Pull out every line of the listing below where "opposite" appears.

══ SUPPLIED RECORDS ══

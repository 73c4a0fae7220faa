//! Carrier surfaces of B-Rep faces.
//!
//! A `Surface` is an immutable NURBS patch expressed in millimetres. Faces
//! reference surfaces by id; several faces may share one surface when a
//! trimmed surface has more than one trim region.

use crate::math::{Point2, Point3, Vector3, ZERO_LENGTH};
use crate::nurbs::NurbsSurface;
use serde::{Deserialize, Serialize};

/// Iso-line samples used to estimate 3D extents of a patch.
const ISO_SAMPLES: usize = 16;

/// A geometric surface carried by topology `Face` entities.
#[derive(Clone, Debug, PartialEq, Serialize, Deserialize)]
pub struct Surface {
    nurbs: NurbsSurface,
}

impl Surface {
    pub fn new(nurbs: NurbsSurface) -> Self {
        Self { nurbs }
    }

    pub fn nurbs(&self) -> &NurbsSurface {
        &self.nurbs
    }

    /// Evaluate the surface at parameters `(u, v)`.
    pub fn evaluate(&self, u: f64, v: f64) -> Point3 {
        self.nurbs.evaluate(u, v)
    }

    /// Point and first partial derivatives at `(u, v)`.
    pub fn derivatives(&self, u: f64, v: f64) -> (Point3, Vector3, Vector3) {
        self.nurbs.derivatives(u, v)
    }

    /// Unit normal `dS/du x dS/dv` at `(u, v)`.
    ///
    /// At a singular point (collapsed pole row) the normal is taken from a
    /// point nudged towards the middle of the domain.
    pub fn normal(&self, u: f64, v: f64) -> Vector3 {
        let (_, du, dv) = self.derivatives(u, v);
        let n = du.cross(&dv);
        let len = n.norm();
        if len > ZERO_LENGTH {
            return n / len;
        }

        let ((u0, u1), (v0, v1)) = self.domain();
        let (uc, vc) = ((u0 + u1) * 0.5, (v0 + v1) * 0.5);
        let mut nudged = Vector3::zeros();
        for k in 1..=4 {
            let f = 1e-3 * k as f64;
            let (_, du, dv) = self.derivatives(u + (uc - u) * f, v + (vc - v) * f);
            nudged = du.cross(&dv);
            if nudged.norm() > ZERO_LENGTH {
                break;
            }
        }
        let len = nudged.norm();
        if len > ZERO_LENGTH {
            nudged / len
        } else {
            Vector3::new(0.0, 0.0, 1.0)
        }
    }

    /// Parameter domain `((u_min, u_max), (v_min, v_max))`.
    pub fn domain(&self) -> ((f64, f64), (f64, f64)) {
        (self.nurbs.domain_u(), self.nurbs.domain_v())
    }

    /// Length of the polyline through `ISO_SAMPLES` points of an iso-curve.
    fn iso_length(&self, fixed: f64, along_u: bool) -> f64 {
        let ((u0, u1), (v0, v1)) = self.domain();
        let at = |s: f64| {
            if along_u {
                self.evaluate(u0 + (u1 - u0) * s, fixed)
            } else {
                self.evaluate(fixed, v0 + (v1 - v0) * s)
            }
        };
        let mut prev = at(0.0);
        let mut length = 0.0;
        for i in 1..=ISO_SAMPLES {
            let p = at(i as f64 / ISO_SAMPLES as f64);
            length += (p - prev).norm();
            prev = p;
        }
        length
    }

    /// Largest 3D length of the U iso-curves and of the V iso-curves,
    /// sampled at the boundaries and in the middle of the patch.
    pub fn iso_lengths(&self) -> (f64, f64) {
        let ((u0, u1), (v0, v1)) = self.domain();
        let length_u = [v0, (v0 + v1) * 0.5, v1]
            .iter()
            .map(|&v| self.iso_length(v, true))
            .fold(0.0, f64::max);
        let length_v = [u0, (u0 + u1) * 0.5, u1]
            .iter()
            .map(|&u| self.iso_length(u, false))
            .fold(0.0, f64::max);
        (length_u, length_v)
    }

    /// True when the patch is thinner than `tolerance` in one iso-direction.
    pub fn is_degenerate(&self, tolerance: f64) -> bool {
        let (lu, lv) = self.iso_lengths();
        lu < tolerance || lv < tolerance
    }

    /// Mean parametric speeds `(|dS/du|, |dS/dv|)` over a coarse grid.
    ///
    /// Used to scale the parameter plane so that 2D algorithms see a metric
    /// close to the 3D one.
    pub fn mean_speeds(&self) -> (f64, f64) {
        let ((u0, u1), (v0, v1)) = self.domain();
        let n = 4;
        let mut su = 0.0;
        let mut sv = 0.0;
        for i in 0..=n {
            for j in 0..=n {
                let u = u0 + (u1 - u0) * i as f64 / n as f64;
                let v = v0 + (v1 - v0) * j as f64 / n as f64;
                let (_, du, dv) = self.derivatives(u, v);
                su += du.norm();
                sv += dv.norm();
            }
        }
        let count = ((n + 1) * (n + 1)) as f64;
        (
            (su / count).max(ZERO_LENGTH),
            (sv / count).max(ZERO_LENGTH),
        )
    }

    /// True when the straight parameter segment from `a` to `b` maps onto
    /// one point within `tolerance`, as along a collapsed pole row.
    pub fn collapses_between(&self, a: &Point2, b: &Point2, tolerance: f64) -> bool {
        let origin = self.evaluate(a.x, a.y);
        (1..=4).all(|k| {
            let p = *a + (*b - *a) * (k as f64 / 4.0);
            (self.evaluate(p.x, p.y) - origin).norm() <= tolerance
        })
    }

    /// Find the parameters `(u, v)` closest to the given 3D point.
    ///
    /// Coarse grid search followed by Gauss-Newton refinement, clamped to
    /// the domain.
    pub fn closest_parameters(&self, point: &Point3) -> (f64, f64) {
        let n = 20;
        let (u_range, v_range) = self.domain();
        let mut best_u = u_range.0;
        let mut best_v = v_range.0;
        let mut best_dist = f64::MAX;

        for i in 0..=n {
            for j in 0..=n {
                let u = u_range.0 + (u_range.1 - u_range.0) * i as f64 / n as f64;
                let v = v_range.0 + (v_range.1 - v_range.0) * j as f64 / n as f64;
                let dist = (self.evaluate(u, v) - point).norm_squared();
                if dist < best_dist {
                    best_dist = dist;
                    best_u = u;
                    best_v = v;
                }
            }
        }

        let mut u = best_u;
        let mut v = best_v;
        for _ in 0..50 {
            let (p, du, dv) = self.derivatives(u, v);
            let diff = p - point;

            // Solve [du·du  du·dv] [Δu] = [-du·diff]
            //       [dv·du  dv·dv] [Δv]   [-dv·diff]
            let a11 = du.dot(&du);
            let a12 = du.dot(&dv);
            let a22 = dv.dot(&dv);
            let b1 = -du.dot(&diff);
            let b2 = -dv.dot(&diff);

            let det = a11 * a22 - a12 * a12;
            if det.abs() < 1e-30 {
                break;
            }

            let delta_u = (a22 * b1 - a12 * b2) / det;
            let delta_v = (a11 * b2 - a12 * b1) / det;
            u = (u + delta_u).clamp(u_range.0, u_range.1);
            v = (v + delta_v).clamp(v_range.0, v_range.1);

            if delta_u.abs() < 1e-12 && delta_v.abs() < 1e-12 {
                break;
            }
        }

        (u, v)
    }
}
//! Sewing: link free boundary edges that coincide geometrically.
//!
//! Candidates are free (untwinned) active edges of active faces. They are
//! swept in order of their midpoint's x coordinate; every pair within
//! tolerance at both ends and at the midpoint is scored by its largest
//! deviation, and pairs are linked best-first.

use super::components;
use crate::math::{distance_squared, Point3};
use crate::topo::*;
use std::collections::HashMap;
use tracing::debug;

/// A free edge with its sampled geometry.
struct Candidate {
    edge: EdgeId,
    group: usize,
    start: Point3,
    end: Point3,
    mid: Point3,
}

/// Free edges of active faces, grouped by body when `per_body` is set and
/// all in one group otherwise.
fn free_edges(model: &Model, per_body: bool, edge_length: f64) -> Vec<Candidate> {
    let mut bodies: HashMap<BodyId, usize> = HashMap::new();
    let mut candidates = Vec::new();
    for (shell, oriented) in model.active_faces() {
        let group = match model.shell(shell).body {
            Some(body) if per_body => {
                let next = bodies.len();
                *bodies.entry(body).or_insert(next)
            }
            _ => 0,
        };
        for oe in model.face_edges(oriented.face) {
            let edge = model.edge(oe.edge);
            if !edge.is_active() || edge.twin.is_some() || edge.length < edge_length {
                continue;
            }
            let (start, end) = model.edge_end_points(oe.edge);
            candidates.push(Candidate {
                edge: oe.edge,
                group,
                start,
                end,
                mid: model.edge_mid_point(oe.edge),
            });
        }
    }
    candidates
}

/// Largest deviation between two edges, or `None` when beyond `tolerance`.
fn deviation(a: &Candidate, b: &Candidate, tolerance: f64) -> Option<f64> {
    let sq = tolerance * tolerance;
    let mid = distance_squared(&a.mid, &b.mid);
    if mid > sq {
        return None;
    }
    let same = distance_squared(&a.start, &b.start).max(distance_squared(&a.end, &b.end));
    let opposite = distance_squared(&a.start, &b.end).max(distance_squared(&a.end, &b.start));
    let ends = same.min(opposite);
    (ends <= sq).then(|| ends.max(mid).sqrt())
}

/// Link free edges closer than `tolerance`. Returns the number of new pairs.
///
/// Edges pair end to end only. A long edge facing several shorter ones
/// (a T-junction) matches none of them and stays free; edges are never
/// split at the projections of neighbouring vertices.
pub fn sew_pass(model: &mut Model, per_body: bool, tolerance: f64, edge_length: f64) -> usize {
    let mut candidates = free_edges(model, per_body, edge_length);
    candidates.sort_by(|a, b| a.mid.x.total_cmp(&b.mid.x));

    let mut pairs = Vec::new();
    for i in 0..candidates.len() {
        for j in i + 1..candidates.len() {
            if candidates[j].mid.x - candidates[i].mid.x > tolerance {
                break;
            }
            if candidates[i].group != candidates[j].group || candidates[i].edge == candidates[j].edge
            {
                continue;
            }
            if let Some(score) = deviation(&candidates[i], &candidates[j], tolerance) {
                pairs.push((score, i, j));
            }
        }
    }
    pairs.sort_by(|a, b| a.0.total_cmp(&b.0).then(a.1.cmp(&b.1)).then(a.2.cmp(&b.2)));

    let mut linked = 0;
    let square = tolerance * tolerance;
    for (score, i, j) in pairs {
        let (a, b) = (candidates[i].edge, candidates[j].edge);
        if model.edge(a).twin.is_some() || model.edge(b).twin.is_some() {
            continue;
        }
        if model.link_if_coincident(a, b, edge_length, square) {
            debug!(edge = ?a, twin = ?b, deviation = score, "edges sewn");
            linked += 1;
        }
    }
    linked
}

/// Active edges of active faces without a twin.
pub fn open_edge_count(model: &Model) -> usize {
    model
        .active_faces()
        .iter()
        .flat_map(|(_, oriented)| model.face_edges(oriented.face))
        .filter(|oe| {
            let edge = model.edge(oe.edge);
            edge.is_active() && edge.twin.is_none()
        })
        .count()
}

/// Gather every connected set of faces into one shell.
///
/// The shell of the first face of a set receives the others; shells left
/// empty are removed, and so are bodies left without shells. Returns the
/// number of bodies removed by merging.
pub fn merge_connected(model: &mut Model) -> usize {
    let faces = model.active_faces();
    let ids: Vec<FaceId> = faces.iter().map(|(_, of)| of.face).collect();
    let labels = components(model, &ids);

    let mut target: HashMap<usize, ShellId> = HashMap::new();
    let mut moves = Vec::new();
    for ((shell, oriented), label) in faces.iter().zip(&labels) {
        let home = *target.entry(*label).or_insert(*shell);
        if home != *shell {
            moves.push((*shell, home, *oriented));
        }
    }

    let mut touched = Vec::new();
    for (from, to, oriented) in moves {
        model.shells[from].faces.retain(|f| f.face != oriented.face);
        model.shell_add_face(to, oriented.face, oriented.orientation);
        if !touched.contains(&from) {
            touched.push(from);
        }
        let (from_body, to_body) = (model.shell(from).body, model.shell(to).body);
        if from_body != to_body {
            debug!(from = ?from_body, to = ?to_body, "bodies joined by sewing");
        }
    }

    let mut removed_bodies = 0;
    for shell in touched {
        if !model.shell(shell).faces.is_empty() {
            continue;
        }
        let body = model.shell(shell).body;
        model.remove_shell(shell);
        if let Some(body) = body {
            if model.body(body).shells.is_empty() {
                model.remove_body(body);
                removed_bodies += 1;
            }
        }
    }
    removed_bodies
}

/// Delete faces whose surface is thinner than `tolerance` in one
/// iso-direction. Returns the number of deleted faces.
#[cfg(feature = "thin-faces")]
pub fn remove_thin_faces(model: &mut Model, tolerance: f64) -> usize {
    let thin: Vec<FaceId> = model
        .active_faces()
        .into_iter()
        .map(|(_, oriented)| oriented.face)
        .filter(|&face| model.face_surface(face).is_degenerate(tolerance))
        .collect();
    for &face in &thin {
        debug!(patch_id = model.face(face).patch_id, "thin face removed");
        model.delete_face(face);
    }
    thin.len()
}

#[cfg(not(feature = "thin-faces"))]
pub fn remove_thin_faces(_model: &mut Model, _tolerance: f64) -> usize {
    0
}

/// Delete every face whose boundary edges all coincide with boundary
/// edges of one earlier face. Returns the number of deleted faces.
pub fn remove_duplicated_faces(model: &mut Model, tolerance: f64) -> usize {
    let sq = tolerance * tolerance;
    let faces: Vec<FaceId> = model
        .active_faces()
        .into_iter()
        .map(|(_, oriented)| oriented.face)
        .collect();
    let samples: Vec<Vec<[Point3; 3]>> = faces
        .iter()
        .map(|&face| {
            model
                .face_edges(face)
                .iter()
                .filter(|oe| model.edge(oe.edge).is_active())
                .map(|oe| {
                    let (s, e) = model.edge_end_points(oe.edge);
                    [s, model.edge_mid_point(oe.edge), e]
                })
                .collect()
        })
        .collect();

    let matches = |a: &[Point3; 3], b: &[Point3; 3]| {
        distance_squared(&a[1], &b[1]) <= sq
            && ((distance_squared(&a[0], &b[0]) <= sq && distance_squared(&a[2], &b[2]) <= sq)
                || (distance_squared(&a[0], &b[2]) <= sq && distance_squared(&a[2], &b[0]) <= sq))
    };

    let mut removed = vec![false; faces.len()];
    for i in 0..faces.len() {
        if samples[i].is_empty() {
            continue;
        }
        let duplicate = (0..i).any(|j| {
            !removed[j]
                && samples[j].len() == samples[i].len()
                && samples[i]
                    .iter()
                    .all(|a| samples[j].iter().any(|b| matches(a, b)))
        });
        if duplicate {
            removed[i] = true;
        }
    }

    let mut count = 0;
    for (face, _) in faces.iter().zip(&removed).filter(|(_, r)| **r) {
        debug!(patch_id = model.face(*face).patch_id, "duplicated face removed");
        model.delete_face(*face);
        count += 1;
    }
    count
}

═══

*YOUR RESPONSE*.
    let opposite = distance_squared(&a.start, &b.end).max(distance_squared(&a.end, &b.start));
    let ends = same.min(opposite);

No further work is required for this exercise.